#### [RECORDS FOR THE TASK]
________________
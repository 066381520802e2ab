//! Level data model and validation.
//!
//! Levels are pure data consumed by the core — authored elsewhere,
//! typically as JSON. [`World`](crate::world::World) construction
//! validates a level the same way a simulation config is validated:
//! structural problems are [`LevelError`] values, never panics.

use std::error::Error;
use std::fmt;

use serde::{Deserialize, Serialize};

use autodrone_core::{Facing, Resource, TileKind};

/// A goal the learner must complete to win the level.
#[derive(Clone, Debug, PartialEq, Eq, Serialize, Deserialize)]
#[serde(tag = "type", rename_all = "snake_case")]
pub enum Objective {
    /// Hold at least `count` of `resource` in the inventory.
    Collect {
        /// The resource to gather.
        resource: Resource,
        /// How many are required.
        count: u32,
    },
}

impl fmt::Display for Objective {
    fn fmt(&self, f: &mut fmt::Formatter<'_>) -> fmt::Result {
        match self {
            Objective::Collect { resource, count } => {
                write!(f, "collect {count} {resource}")
            }
        }
    }
}

/// An immutable level definition.
///
/// Field names follow the external level JSON, which uses camelCase.
#[derive(Clone, Debug, PartialEq, Serialize, Deserialize)]
#[serde(rename_all = "camelCase")]
pub struct Level {
    /// Level number, 1-based.
    pub id: u32,
    /// Display name.
    pub name: String,
    /// Flavor text shown before the level starts.
    #[serde(default)]
    pub description: String,
    /// The programming concept this level teaches.
    #[serde(default)]
    pub lesson: String,
    /// Grid width in tiles.
    pub width: u32,
    /// Grid height in tiles.
    pub height: u32,
    /// Row-major tile rows; `grid[y][x]` is the tile at `(x, y)`.
    pub grid: Vec<Vec<TileKind>>,
    /// Drone start column.
    pub start_x: i32,
    /// Drone start row.
    pub start_y: i32,
    /// Drone start heading.
    pub start_facing: Facing,
    /// Battery charge at the start of a run.
    pub start_energy: u32,
    /// Battery capacity.
    pub max_energy: u32,
    /// Whether unrevealed tiles render as unknown.
    #[serde(default)]
    pub fog_of_war: bool,
    /// Radius of the square revealed around the drone.
    #[serde(default = "default_scan_radius")]
    pub scan_radius: u32,
    /// Win conditions. A level with no objectives can never be won.
    #[serde(default)]
    pub objectives: Vec<Objective>,
    /// Reference energy spend used by the analyzer's grading.
    pub optimal_energy: u32,
    /// Reference tick count used by the analyzer's grading.
    pub optimal_steps: u32,
    /// Soft tick limit shown to the learner; not enforced by the core.
    #[serde(default)]
    pub time_limit: u32,
    /// Progressive hints for the level.
    #[serde(default)]
    pub hints: Vec<String>,
    /// A known-good script, shown after the level is beaten.
    #[serde(default)]
    pub sample_solution: String,
}

fn default_scan_radius() -> u32 {
    1
}

impl Level {
    /// Parse a level from its JSON form and validate it.
    pub fn from_json(json: &str) -> Result<Level, LevelError> {
        let level: Level = serde_json::from_str(json).map_err(|e| LevelError::Json {
            reason: e.to_string(),
        })?;
        level.validate()?;
        Ok(level)
    }

    /// Check the structural invariants the simulator relies on.
    pub fn validate(&self) -> Result<(), LevelError> {
        if self.width == 0 || self.height == 0 {
            return Err(LevelError::EmptyGrid);
        }
        if self.grid.len() != self.height as usize {
            return Err(LevelError::GridShape {
                expected_rows: self.height,
                actual_rows: self.grid.len(),
            });
        }
        for (y, row) in self.grid.iter().enumerate() {
            if row.len() != self.width as usize {
                return Err(LevelError::RowWidth {
                    row: y as u32,
                    expected: self.width,
                    actual: row.len(),
                });
            }
        }
        if self.start_x < 0
            || self.start_x >= self.width as i32
            || self.start_y < 0
            || self.start_y >= self.height as i32
        {
            return Err(LevelError::StartOutOfBounds {
                x: self.start_x,
                y: self.start_y,
            });
        }
        if self.grid[self.start_y as usize][self.start_x as usize] == TileKind::Wall {
            return Err(LevelError::StartOnWall {
                x: self.start_x,
                y: self.start_y,
            });
        }
        if self.start_energy > self.max_energy {
            return Err(LevelError::EnergyAboveCapacity {
                start: self.start_energy,
                max: self.max_energy,
            });
        }
        Ok(())
    }

    /// The tile at `(x, y)`. Caller guarantees bounds.
    pub(crate) fn tile(&self, x: u32, y: u32) -> TileKind {
        self.grid[y as usize][x as usize]
    }
}

/// Structural problems in a level definition.
#[derive(Clone, Debug, PartialEq, Eq)]
pub enum LevelError {
    /// Width or height is zero.
    EmptyGrid,
    /// The number of grid rows does not match `height`.
    GridShape {
        /// Rows the `height` field promises.
        expected_rows: u32,
        /// Rows actually present.
        actual_rows: usize,
    },
    /// A grid row's length does not match `width`.
    RowWidth {
        /// Index of the short or long row.
        row: u32,
        /// Columns the `width` field promises.
        expected: u32,
        /// Columns actually present.
        actual: usize,
    },
    /// The start position is outside the grid.
    StartOutOfBounds {
        /// Start column.
        x: i32,
        /// Start row.
        y: i32,
    },
    /// The start position is a wall tile.
    StartOnWall {
        /// Start column.
        x: i32,
        /// Start row.
        y: i32,
    },
    /// `startEnergy` exceeds `maxEnergy`.
    EnergyAboveCapacity {
        /// The starting charge.
        start: u32,
        /// The capacity.
        max: u32,
    },
    /// The JSON form could not be parsed.
    Json {
        /// The parser's message.
        reason: String,
    },
}

impl fmt::Display for LevelError {
    fn fmt(&self, f: &mut fmt::Formatter<'_>) -> fmt::Result {
        match self {
            LevelError::EmptyGrid => write!(f, "level grid has zero width or height"),
            LevelError::GridShape {
                expected_rows,
                actual_rows,
            } => write!(f, "grid has {actual_rows} rows, expected {expected_rows}"),
            LevelError::RowWidth {
                row,
                expected,
                actual,
            } => write!(f, "grid row {row} has {actual} tiles, expected {expected}"),
            LevelError::StartOutOfBounds { x, y } => {
                write!(f, "start position ({x}, {y}) is outside the grid")
            }
            LevelError::StartOnWall { x, y } => {
                write!(f, "start position ({x}, {y}) is a wall")
            }
            LevelError::EnergyAboveCapacity { start, max } => {
                write!(f, "start energy {start} exceeds capacity {max}")
            }
            LevelError::Json { reason } => write!(f, "malformed level JSON: {reason}"),
        }
    }
}

impl Error for LevelError {}
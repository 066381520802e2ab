//! Recursive-descent parser producing the unified tree.
//!
//! One parser serves both families: statement grammars differ per
//! family, the expression grammar is shared. Fatal problems abort with
//! a [`ParseError`]; softer findings (dead loops, unknown names,
//! unreachable code) accumulate as [`ParseWarning`]s and are returned
//! alongside the tree.

use std::mem::discriminant;

use autodrone_core::{ParseError, TurnDir, Value};

use crate::ast::{BinOp, Block, ElseBranch, Expr, MoveDir, Program, Stmt, UnOp};
use crate::token::{Token, TokenKind};
use crate::SyntaxFamily;

/// Names scripts may read without tripping the unknown-name warning.
const KNOWN_NAMES: [&str; 10] = [
    "energy",
    "x",
    "y",
    "facing",
    "inventory",
    "scan",
    "scan_left",
    "scan_right",
    "true",
    "false",
];

/// Loop counts above this draw a performance warning.
const LARGE_LOOP_COUNT: i64 = 1000;

/// A non-fatal finding from parsing.
#[derive(Clone, Debug, PartialEq, Eq)]
pub struct ParseWarning {
    /// What the parser noticed.
    pub message: String,
    /// 1-based source line.
    pub line: u32,
    /// 1-based source column.
    pub column: u32,
}

/// A successfully parsed script plus any warnings.
#[derive(Clone, Debug, PartialEq)]
pub struct Parsed {
    /// The unified tree.
    pub program: Program,
    /// Non-fatal findings, in source order.
    pub warnings: Vec<ParseWarning>,
}

/// Parse a token stream in the given family.
pub fn parse(family: SyntaxFamily, tokens: Vec<Token>) -> Result<Parsed, ParseError> {
    let mut parser = Parser {
        tokens,
        pos: 0,
        family,
        warnings: Vec::new(),
    };
    let program = parser.parse_program()?;
    Ok(Parsed {
        program,
        warnings: parser.warnings,
    })
}

struct Parser {
    tokens: Vec<Token>,
    pos: usize,
    family: SyntaxFamily,
    warnings: Vec<ParseWarning>,
}
//! Lexers, unified syntax tree and parser for the AutoDrone scripting
//! languages.
//!
//! AutoDrone scripts come in two surface syntaxes: DroneScript, a
//! keyword-and-block family (`loop 3: move forward end`), and DroneC, a
//! brace-and-semicolon family (`for (int i = 0; i < 3; i++) {
//! move_forward(); }`). Each family has its own lexer, but both produce
//! the same token shape and both parse into one unified tree, so every
//! stage downstream of this crate is syntax-agnostic.

#![deny(missing_docs)]
#![deny(rustdoc::broken_intra_doc_links)]
#![forbid(unsafe_code)]

pub mod ast;
pub mod block_lexer;
pub mod brace_lexer;
pub mod parser;
mod scanner;
pub mod token;
pub mod unparse;

pub use ast::{Block, ElseBranch, Expr, BinOp, MoveDir, Program, Stmt, UnOp};
pub use parser::{parse, ParseWarning, Parsed};
pub use token::{Token, TokenKind};
pub use unparse::unparse;

use autodrone_core::LexError;

/// Which surface syntax a script is written in.
#[derive(Clone, Copy, Debug, PartialEq, Eq, Hash)]
pub enum SyntaxFamily {
    /// DroneScript: keyword statements, `:`-headed blocks closed by
    /// `end`, newline (or `;`) statement terminators.
    Block,
    /// DroneC: C-like surface with `{}` blocks and `;` terminators.
    Brace,
}

/// Tokenize `source` in the given family.
pub fn lex(family: SyntaxFamily, source: &str) -> Result<Vec<Token>, LexError> {
    match family {
        SyntaxFamily::Block => block_lexer::lex(source),
        SyntaxFamily::Brace => brace_lexer::lex(source),
    }
}
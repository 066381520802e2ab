//! Test fixtures and level builders for AutoDrone development.
//!
//! Provides the small walled levels the cross-crate tests run against,
//! so individual tests don't hand-build grids.

#![forbid(unsafe_code)]
#![allow(missing_docs)]
#![deny(rustdoc::broken_intra_doc_links)]

use autodrone_core::{Facing, Resource, TileKind};
use autodrone_world::{Level, Objective};

/// The 5×3 reference corridor: walls all around, a crystal at (3, 1),
/// start at (1, 1) facing east, 100 energy, one collect-1-crystal
/// objective.
pub fn crystal_corridor() -> Level {
    let mut level = walled_room(5, 3);
    level.name = "crystal corridor".into();
    level.grid[1][3] = TileKind::Crystal;
    level.objectives = vec![Objective::Collect {
        resource: Resource::Crystal,
        count: 1,
    }];
    level.optimal_energy = 7;
    level.optimal_steps = 3;
    level.time_limit = 20;
    level
}

/// A straight walled corridor with `interior` empty tiles in a row and
/// no objectives. Start at the west end facing east.
pub fn open_corridor(interior: u32) -> Level {
    let mut level = walled_room(interior + 2, 3);
    level.name = format!("open corridor {interior}");
    level
}

/// A walled rectangle with an empty interior. Start at (1, 1) facing
/// east, 100/100 energy, no objectives, fog off.
pub fn walled_room(width: u32, height: u32) -> Level {
    assert!(width >= 3 && height >= 3, "room needs an interior");
    let mut grid = vec![vec![TileKind::Wall; width as usize]; height as usize];
    for row in grid.iter_mut().take(height as usize - 1).skip(1) {
        for tile in row.iter_mut().take(width as usize - 1).skip(1) {
            *tile = TileKind::Empty;
        }
    }
    Level {
        id: 1,
        name: "room".into(),
        description: String::new(),
        lesson: String::new(),
        width,
        height,
        grid,
        start_x: 1,
        start_y: 1,
        start_facing: Facing::East,
        start_energy: 100,
        max_energy: 100,
        fog_of_war: false,
        scan_radius: 1,
        objectives: vec![],
        optimal_energy: 10,
        optimal_steps: 10,
        time_limit: 0,
        hints: vec![],
        sample_solution: String::new(),
    }
}

#[cfg(test)]
mod tests {
    use super::*;
    use autodrone_world::World;

    #[test]
    fn test_fixture_levels_validate() {
        assert!(World::new(&crystal_corridor()).is_ok());
        assert!(World::new(&open_corridor(10)).is_ok());
        assert!(World::new(&walled_room(8, 6)).is_ok());
    }

    #[test]
    fn test_crystal_corridor_layout() {
        let level = crystal_corridor();
        assert_eq!(level.grid[1][3], TileKind::Crystal);
        assert_eq!(level.grid[1][1], TileKind::Empty);
        assert_eq!(level.grid[0][3], TileKind::Wall);
    }
}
________________
#### [EXERCISE]
Across the records above, tally the lines that contain "given" and give the result as a number alone.

#### [ANSWER TO THIS PROBLEM]
2